Repeat exactly, and only, the lines of the entries below from the one with "pub fn run(&mut" through the one with "let ready = match", both ends included.

Excerpts from a dataset:

·····

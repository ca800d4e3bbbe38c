// Copyright (c) 2026 shaneyale (shaneyale86@gmail.com)
// All rights reserved.

//! # 事件循环模块
//!
//! 单线程、严格非阻塞的就绪驱动循环：一个监听 Socket 加 N 个已接受
//! 连接统一注册在同一个 epoll 实例上，循环内的所有工作都是有界且
//! 非阻塞的，唯一的挂起点就是 `epoll_wait` 本身。
//!
//! 水平扩展通过运行多个彼此独立的 `Server` 实例实现：监听 Socket
//! 开启 `SO_REUSEADDR` 与 `SO_REUSEPORT`，由内核把新连接分摊到各个
//! 实例上。实例之间没有任何共享状态，因此也不需要任何锁。
//!
//! 连接集合是一个以文件描述符为键、由事件循环独占持有的竞技场
//! （arena）；就绪分发按显式的状态机迁移推进，兴趣集的调整只是
//! 迁移结果的体现：接受时只注册可读兴趣，`Reading → Writing` 迁移
//! 时改注册为可写兴趣（二者从不同时注册）。

use crate::connection::{ConnState, Connection};
use crate::param::*;

use epoll::{ControlOptions::*, Event, Events};
use log::{debug, error, info};
use std::collections::HashMap;
use std::io;
use std::mem;
use std::net::{Ipv4Addr, SocketAddr, TcpListener};
use std::os::fd::{AsRawFd, FromRawFd, RawFd};
use std::path::PathBuf;

/// 一个独立的服务器实例：自己的监听 Socket、自己的 epoll、
/// 自己的连接竞技场。
pub struct Server {
    listener: TcpListener,
    epoll_fd: RawFd,
    connections: HashMap<RawFd, Connection>,
    document_root: PathBuf,
}

impl Server {
    /// 创建监听 Socket（`SO_REUSEADDR` + `SO_REUSEPORT`）、绑定地址、
    /// 开始监听并把监听描述符注册为可读兴趣。
    pub fn bind(address: Ipv4Addr, port: u16, document_root: PathBuf) -> io::Result<Self> {
        let listener = create_listener(address, port)?;
        listener.set_nonblocking(true)?;

        let epoll_fd = epoll::create(false)?;
        epoll::ctl(
            epoll_fd,
            EPOLL_CTL_ADD,
            listener.as_raw_fd(),
            Event::new(Events::EPOLLIN, listener.as_raw_fd() as u64),
        )?;

        Ok(Self {
            listener,
            epoll_fd,
            connections: HashMap::new(),
            document_root,
        })
    }

    /// 实际绑定到的本地地址（端口为 0 时由内核分配）
    pub fn local_addr(&self) -> io::Result<SocketAddr> {
        self.listener.local_addr()
    }

    /// 运行事件循环直到进程被外部终止。
    ///
    /// 每一轮以带超时的 `epoll_wait` 挂起；超时返回后执行一次例行
    /// 维护（目前为空操作）并立即重新轮询。单个连接上的任何失败都
    /// 不会让循环退出。
    pub fn run(&mut self) -> io::Result<()> {
        info!(
            "事件循环启动，文档根目录：{}",
            self.document_root.display()
        );
        let mut events = vec![Event::new(Events::empty(), 0); MAX_POLL_EVENTS];
        loop {
            let ready = match epoll::wait(self.epoll_fd, POLL_TIMEOUT_MS, &mut events) {
                Ok(n) => n,
                Err(ref e) if e.kind() == io::ErrorKind::Interrupted => 0,
                Err(e) => return Err(e),
            };
            for event in &events[..ready] {
                let fd = event.data as RawFd;
                if fd == self.listener.as_raw_fd() {
                    self.accept_ready();
                } else {
                    self.dispatch(fd, event.events);
                }
            }
            self.tick();
        }
    }

    /// 监听 Socket 就绪：把当前积压的连接全部接受进来。
    ///
    /// 接受失败（包括暂无挂起连接）不是致命错误，静默忽略后循环继续。
    fn accept_ready(&mut self) {
        loop {
            match self.listener.accept() {
                Ok((stream, address)) => {
                    if let Err(e) = stream.set_nonblocking(true) {
                        debug!("无法将新连接设为非阻塞：{}，丢弃", e);
                        continue;
                    }
                    let fd = stream.as_raw_fd();
                    // 新连接初始只关心可读就绪
                    if let Err(e) = epoll::ctl(
                        self.epoll_fd,
                        EPOLL_CTL_ADD,
                        fd,
                        Event::new(Events::EPOLLIN, fd as u64),
                    ) {
                        debug!("[fd{}]注册epoll失败：{}，丢弃连接", fd, e);
                        continue;
                    }
                    debug!("[fd{}]接受新连接：{}", fd, address);
                    self.connections.insert(fd, Connection::new(stream));
                }
                Err(ref e) if e.kind() == io::ErrorKind::WouldBlock => break,
                Err(e) => {
                    debug!("接受连接失败：{}，忽略", e);
                    break;
                }
            }
        }
    }

    /// 把一次就绪事件分发给对应连接，并依据状态迁移调整兴趣集。
    ///
    /// 分发顺序假设：同一轮里早先 `release` 的描述符可能已被更早的
    /// `accept_ready` 复用，排队中的陈旧事件会落在新连接上。新连接
    /// 处于 `Reading`，多余的可读事件至多触发一次空读（`WouldBlock`），
    /// 不会破坏状态机。
    fn dispatch(&mut self, fd: RawFd, ready: u32) {
        let connection = match self.connections.get_mut(&fd) {
            Some(connection) => connection,
            None => {
                // 同一轮里早先的事件可能已经关闭了这个描述符
                debug!("[fd{}]收到陈旧的就绪事件，忽略", fd);
                return;
            }
        };

        let hangup = ready & (Events::EPOLLHUP | Events::EPOLLERR).bits() as u32 != 0;
        let state = if hangup {
            connection.on_hangup()
        } else if ready & Events::EPOLLIN.bits() as u32 != 0 {
            let before = connection.state();
            let after = connection.on_readable();
            if before == ConnState::Reading && after == ConnState::Writing {
                // Reading → Writing：改为只关心可写就绪
                if let Err(e) = epoll::ctl(
                    self.epoll_fd,
                    EPOLL_CTL_MOD,
                    fd,
                    Event::new(Events::EPOLLOUT, fd as u64),
                ) {
                    debug!("[fd{}]切换写兴趣失败：{}，关闭连接", fd, e);
                    connection.on_hangup();
                }
            }
            connection.state()
        } else if ready & Events::EPOLLOUT.bits() as u32 != 0 {
            connection.on_writable(&self.document_root)
        } else {
            connection.state()
        };

        if state == ConnState::Closing {
            self.release(fd);
        }
    }

    /// 终态处理：从 epoll 注销并释放 Socket
    fn release(&mut self, fd: RawFd) {
        if let Err(e) = epoll::ctl(
            self.epoll_fd,
            EPOLL_CTL_DEL,
            fd,
            Event::new(Events::empty(), 0),
        ) {
            debug!("[fd{}]从epoll注销失败：{}", fd, e);
        }
        self.connections.remove(&fd);
        debug!("[fd{}]连接已释放，当前连接数：{}", fd, self.connections.len());
    }

    /// 例行维护钩子。目前没有周期性任务，保留为空操作。
    fn tick(&mut self) {}
}

impl Drop for Server {
    /// 循环退出时注销并关闭监听 Socket 与 epoll 实例
    fn drop(&mut self) {
        let _ = epoll::ctl(
            self.epoll_fd,
            EPOLL_CTL_DEL,
            self.listener.as_raw_fd(),
            Event::new(Events::empty(), 0),
        );
        unsafe {
            libc::close(self.epoll_fd);
        }
    }
}

/// 通过 libc 创建开启了 `SO_REUSEADDR` 与 `SO_REUSEPORT` 的监听
/// Socket。标准库的 `TcpListener::bind` 不暴露 `SO_REUSEPORT`，
/// 而多实例共享端口依赖它。
fn create_listener(address: Ipv4Addr, port: u16) -> io::Result<TcpListener> {
    unsafe {
        let fd = libc::socket(libc::AF_INET, libc::SOCK_STREAM, 0);
        if fd < 0 {
            return Err(io::Error::last_os_error());
        }

        let one: libc::c_int = 1;
        for option in [libc::SO_REUSEADDR, libc::SO_REUSEPORT] {
            if libc::setsockopt(
                fd,
                libc::SOL_SOCKET,
                option,
                &one as *const _ as *const libc::c_void,
                mem::size_of::<libc::c_int>() as libc::socklen_t,
            ) < 0
            {
                let err = io::Error::last_os_error();
                libc::close(fd);
                return Err(err);
            }
        }

        let sockaddr = libc::sockaddr_in {
            sin_family: libc::AF_INET as libc::sa_family_t,
            sin_port: port.to_be(),
            sin_addr: libc::in_addr {
                s_addr: u32::from(address).to_be(),
            },
            sin_zero: [0; 8],
        };
        if libc::bind(
            fd,
            &sockaddr as *const _ as *const libc::sockaddr,
            mem::size_of::<libc::sockaddr_in>() as libc::socklen_t,
        ) < 0
        {
            let err = io::Error::last_os_error();
            libc::close(fd);
            return Err(err);
        }

        if libc::listen(fd, LISTEN_BACKLOG) < 0 {
            let err = io::Error::last_os_error();
            libc::close(fd);
            error!("监听Socket失败：{}", err);
            return Err(err);
        }

        Ok(TcpListener::from_raw_fd(fd))
    }
}
use num_cpus;
use serde_derive::Deserialize;
use serde_derive::Serialize;

use log::error;
use std::fs::File;
use std::io::prelude::*;

#[derive(Serialize, Deserialize, Debug, Clone)]
pub struct Config {
    document_root: String,
    port: u16,
    #[serde(default)]
    workers: usize,
    #[serde(default = "default_local")]
    local: bool,
}

fn default_local() -> bool {
    true
}

impl Config {
    pub fn new() -> Self {
        Self {
            document_root: "static".to_string(),
            port: 7878,
            workers: 0,
            local: true,
        }
    }

    pub fn from_toml(filename: &str) -> Self {
        let mut file = match File::open(filename) {
            Ok(f) => f,
            Err(e) => panic!("no such file {} exception:{}", filename, e),
        };
        let mut str_val = String::new();
        match file.read_to_string(&mut str_val) {
            Ok(s) => s,
            Err(e) => panic!("Error Reading file: {}", e),
        };

        let mut raw_config: Config = match toml::from_str(&str_val) {
            Ok(t) => t,
            Err(_) => {
                error!("无法成功从配置文件构建配置对象，使用默认配置");
                Config::new()
            }
        };
        if raw_config.workers == 0 {
            raw_config.workers = num_cpus::get();
        }
        raw_config
    }
}

impl Config {
    pub fn document_root(&self) -> &str {
        &self.document_root
    }

    pub fn port(&self) -> u16 {
        self.port
    }

    pub fn workers(&self) -> usize {
        self.workers
    }

    pub fn local(&self) -> bool {
        self.local
    }
}

impl Default for Config {
    fn default() -> Self {
        Self::new()
    }
}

·····

Response to the exercise:
    pub fn run(&mut self) -> io::Result<()> {
        info!(
            "事件循环启动，文档根目录：{}",
            self.document_root.display()
        );
        let mut events = vec![Event::new(Events::empty(), 0); MAX_POLL_EVENTS];
        loop {
            let ready = match epoll::wait(self.epoll_fd, POLL_TIMEOUT_MS, &mut events) {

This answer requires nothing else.